PMCID: PMC8371677  NIHMSID: NIHMS1671477  PMID: 34397969

Abstract

Stroke is a leading cause of disability and mortality, and the incidence of ischemic stroke is projected to continue to rise in coming decades. These projections emphasize the need for improved imaging techniques for accurate diagnosis allowing effective treatments for ischemic stroke. Ischemic stroke is commonly evaluated with CT or MRI. Noncontrast CT is typically utilized within 4.5 hours of symptom onset to identify candidates for thrombolysis. Beyond this time window, thrombolytic therapy may lead to poor outcomes if patients are not optimally selected using appropriate imaging. MRI provides an accurate method for the earliest identification of core infarct, and MR perfusion can identify salvageable hypoperfused penumbra. The prognostic value for a better outcome in these patients lies in the ability to distinguish between core infarct and salvageable brain at risk—the ischemic penumbra—which is a function of the degree of ischemia and time. Many centers underutilize MRI for acute evaluation of ischemic stroke. This review will illustrate how perfusion-diffusion mismatch calculated from diffusion-weighted MRI and MR perfusion is a reliable approach for patient selection for stroke therapy and can be performed in timeframes that are comparable to CT-based algorithms while providing potentially superior diagnostic information.

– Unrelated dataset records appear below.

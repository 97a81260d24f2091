// Copyright (c) The cycle-runner Contributors
// SPDX-License-Identifier: MIT OR Apache-2.0

//! Classification of raw test script results into terminal outcomes.
//!
//! The main entry point is [`classify`], a pure function that maps the raw
//! result token (or its absence) to exactly one [`TestOutcome`]. An
//! indeterminate result is never treated as a pass: anything empty or
//! unrecognized comes back as [`TestOutcome::Aborted`] with a synthetic
//! error attached.

use crate::script::RawResult;
use serde::{Deserialize, Serialize};
use std::fmt;

/// Synthetic error attached when a raw result is empty, absent, or matches
/// none of the known vocabularies.
pub const UNRECOGNIZED_RESULT_ERROR: &str = "empty or unrecognized result";

/// Placeholder attached when a multi-result narrative block cannot be parsed
/// into sub-results.
pub const UNPARSEABLE_NARRATIVE_ERROR: &str = "Unable to parse the results";

/// The terminal outcome of one test iteration.
#[derive(Copy, Clone, Debug, Eq, PartialEq, Hash, Serialize, Deserialize)]
#[serde(rename_all = "kebab-case")]
pub enum TestOutcome {
    /// The test passed.
    Passed,
    /// The test ran to completion and failed.
    Failed,
    /// The test did not produce a usable result: the script crashed, returned
    /// nothing, or returned something unrecognized.
    Aborted,
}

impl TestOutcome {
    /// Returns true if the outcome counts as a success.
    pub fn is_success(self) -> bool {
        matches!(self, TestOutcome::Passed)
    }

    /// Returns the canonical result token for this outcome.
    pub fn as_token(self) -> &'static str {
        match self {
            TestOutcome::Passed => "PASS",
            TestOutcome::Failed => "FAIL",
            TestOutcome::Aborted => "ABORTED",
        }
    }
}

impl fmt::Display for TestOutcome {
    fn fmt(&self, f: &mut fmt::Formatter<'_>) -> fmt::Result {
        f.write_str(self.as_token())
    }
}

/// The outcome of one named sub-test within a multi-result iteration.
#[derive(Clone, Debug, Eq, PartialEq, Serialize, Deserialize)]
pub struct SubResult {
    /// The sub-test name as reported by the script.
    pub name: String,

    /// The classified outcome for the sub-test.
    pub outcome: TestOutcome,
}

/// The full classification of one raw result.
///
/// Produced by [`classify`]; consumed by the cycle engine when constructing
/// an [`IterationRecord`](crate::runner::IterationRecord).
#[derive(Clone, Debug, Eq, PartialEq)]
pub struct Classification {
    /// The overall outcome.
    pub outcome: TestOutcome,

    /// Sub-test outcomes, in the order the script reported them. Empty for
    /// single-result scripts and for narrative blocks that failed to parse.
    pub sub_results: Vec<SubResult>,

    /// A synthetic error describing why classification fell back, if it did.
    pub error: Option<String>,
}

/// Classifies a raw result into a terminal outcome.
///
/// Matching is case-insensitive substring matching against three fixed
/// vocabularies, checked worst-outcome-first so that a raw value somehow
/// containing more than one token is never upgraded: `"abort"` ⇒
/// [`Aborted`](TestOutcome::Aborted), `"fail"` ⇒
/// [`Failed`](TestOutcome::Failed), `"pass"` ⇒
/// [`Passed`](TestOutcome::Passed).
///
/// Passing `None` represents an absent result (for example a script that
/// crashed before reporting anything) and always classifies as `Aborted`
/// with [`UNRECOGNIZED_RESULT_ERROR`] attached. Multi-result and
/// single-result inputs share the same rule for unrecognized overall
/// tokens.
///
/// This function is pure: same input, same output, no side effects.
pub fn classify(raw: Option<&RawResult>) -> Classification {
    let Some(raw) = raw else {
        return aborted_fallback();
    };

    let (overall_token, narrative) = match raw {
        RawResult::Single(token) => (token.as_str(), None),
        RawResult::Multi { overall, narrative } => (overall.as_str(), Some(narrative.as_str())),
    };

    let Some(outcome) = classify_token(overall_token) else {
        return aborted_fallback();
    };

    match narrative {
        None => Classification {
            outcome,
            sub_results: Vec::new(),
            error: None,
        },
        Some(block) => match parse_sub_results(block) {
            Some(sub_results) => Classification {
                outcome,
                sub_results,
                error: None,
            },
            None => Classification {
                outcome,
                sub_results: Vec::new(),
                error: Some(UNPARSEABLE_NARRATIVE_ERROR.to_owned()),
            },
        },
    }
}

fn aborted_fallback() -> Classification {
    Classification {
        outcome: TestOutcome::Aborted,
        sub_results: Vec::new(),
        error: Some(UNRECOGNIZED_RESULT_ERROR.to_owned()),
    }
}

/// Matches a single token against the outcome vocabularies.
///
/// Returns `None` if the token is empty or matches none of them.
pub fn classify_token(token: &str) -> Option<TestOutcome> {
    let lower = token.to_lowercase();
    // Worst outcome first.
    if lower.contains("abort") {
        Some(TestOutcome::Aborted)
    } else if lower.contains("fail") {
        Some(TestOutcome::Failed)
    } else if lower.contains("pass") {
        Some(TestOutcome::Passed)
    } else {
        None
    }
}

/// Parses a narrative sub-result block of the form
/// `"subA: PASS, subB: FAIL"`.
///
/// Returns `None` if the block is empty or any entry is missing the
/// `name: token` shape. An entry whose token is present but unrecognized
/// classifies as `Aborted`, consistent with the overall rule.
fn parse_sub_results(block: &str) -> Option<Vec<SubResult>> {
    if block.trim().is_empty() {
        return None;
    }

    let mut sub_results = Vec::new();
    for entry in block.split(',') {
        let (name, token) = entry.split_once(':')?;
        let name = name.trim();
        if name.is_empty() {
            return None;
        }
        let outcome = classify_token(token.trim()).unwrap_or(TestOutcome::Aborted);
        sub_results.push(SubResult {
            name: name.to_owned(),
            outcome,
        });
    }
    Some(sub_results)
}

#[cfg(test)]
mod tests {
    use super::*;
    use pretty_assertions::assert_eq;
    use test_case::test_case;

    #[test_case("PASS", TestOutcome::Passed; "upper pass")]
    #[test_case("pass", TestOutcome::Passed; "lower pass")]
    #[test_case("TestPassed", TestOutcome::Passed; "pass substring")]
    #[test_case("FAIL", TestOutcome::Failed; "upper fail")]
    #[test_case("TestFailed", TestOutcome::Failed; "fail substring")]
    #[test_case("ABORT", TestOutcome::Aborted; "upper abort")]
    #[test_case("TestAborted", TestOutcome::Aborted; "abort substring")]
    #[test_case("passing but aborted", TestOutcome::Aborted; "worst outcome wins")]
    fn token_vocabularies(token: &str, expected: TestOutcome) {
        let raw = RawResult::Single(token.to_owned());
        let classification = classify(Some(&raw));
        assert_eq!(classification.outcome, expected);
        assert_eq!(classification.error, None);
    }

    #[test_case(""; "empty string")]
    #[test_case("   "; "whitespace")]
    #[test_case("SUCCESS"; "unknown token")]
    #[test_case("0"; "numeric")]
    fn unrecognized_is_aborted(token: &str) {
        let raw = RawResult::Single(token.to_owned());
        let classification = classify(Some(&raw));
        assert_eq!(classification.outcome, TestOutcome::Aborted);
        assert_eq!(
            classification.error.as_deref(),
            Some(UNRECOGNIZED_RESULT_ERROR)
        );
    }

    #[test]
    fn absent_result_is_aborted() {
        let classification = classify(None);
        assert_eq!(classification.outcome, TestOutcome::Aborted);
        assert_eq!(
            classification.error.as_deref(),
            Some(UNRECOGNIZED_RESULT_ERROR)
        );
        assert!(classification.sub_results.is_empty());
    }

    #[test]
    fn classify_is_idempotent() {
        let raw = RawResult::Multi {
            overall: "FAIL".to_owned(),
            narrative: "subA: PASS, subB: FAIL".to_owned(),
        };
        assert_eq!(classify(Some(&raw)), classify(Some(&raw)));
    }

    #[test]
    fn multi_result_parses_sub_results() {
        let raw = RawResult::Multi {
            overall: "FAIL".to_owned(),
            narrative: "subA: PASS, subB: FAIL".to_owned(),
        };
        let classification = classify(Some(&raw));
        assert_eq!(classification.outcome, TestOutcome::Failed);
        assert_eq!(
            classification.sub_results,
            vec![
                SubResult {
                    name: "subA".to_owned(),
                    outcome: TestOutcome::Passed,
                },
                SubResult {
                    name: "subB".to_owned(),
                    outcome: TestOutcome::Failed,
                },
            ],
        );
        assert_eq!(classification.error, None);
    }

    #[test]
    fn multi_result_unrecognized_sub_token_is_aborted() {
        let raw = RawResult::Multi {
            overall: "PASS".to_owned(),
            narrative: "subA: PASS, subB: bogus".to_owned(),
        };
        let classification = classify(Some(&raw));
        assert_eq!(classification.outcome, TestOutcome::Passed);
        assert_eq!(classification.sub_results[1].outcome, TestOutcome::Aborted);
    }

    #[test]
    fn multi_result_unparseable_narrative_falls_back() {
        let raw = RawResult::Multi {
            overall: "FAIL".to_owned(),
            narrative: "not a sub-result block".to_owned(),
        };
        let classification = classify(Some(&raw));
        // The overall token still classifies; only the sub-results are lost.
        assert_eq!(classification.outcome, TestOutcome::Failed);
        assert!(classification.sub_results.is_empty());
        assert_eq!(
            classification.error.as_deref(),
            Some(UNPARSEABLE_NARRATIVE_ERROR)
        );
    }

    #[test]
    fn multi_result_unrecognized_overall_is_aborted() {
        // Same rule as the single-result path: no partial-pass semantics for
        // an unrecognized overall token, even if the narrative parses.
        let raw = RawResult::Multi {
            overall: "bogus".to_owned(),
            narrative: "subA: PASS".to_owned(),
        };
        let classification = classify(Some(&raw));
        assert_eq!(classification.outcome, TestOutcome::Aborted);
        assert!(classification.sub_results.is_empty());
        assert_eq!(
            classification.error.as_deref(),
            Some(UNRECOGNIZED_RESULT_ERROR)
        );
    }
}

Keywords: Diffusion-Perfusion Mismatch, Penumbra, Mechanical Thrombectomy, Large Vessel Occlusion Ischemic Stroke

INTRODUCTION

Stroke is a leading cause of morbidity and mortality. The incidence of stroke in the United States is currently approximately 800,000 cases annually.1 Among stroke subtypes, ischemic stroke encompasses 87% of all strokes in the United States.2 Clinical outcome after stroke is dependent on timely detection and intervention. Accepted definitions and guidelines for management exist.3 In spite of such guidance, variability in individual physiology, risk factors, time of onset, and presentation can confound evaluation. It is often difficult to properly assess the many factors at play, particularly when seeking to minimize delays given the need for timely action in patients suitable for therapy. While diffusion and perfusion techniques have been available for many years, more recent advancements in interventional therapy and results from multicenter trials have solidified their use in patient selection and treatment planning.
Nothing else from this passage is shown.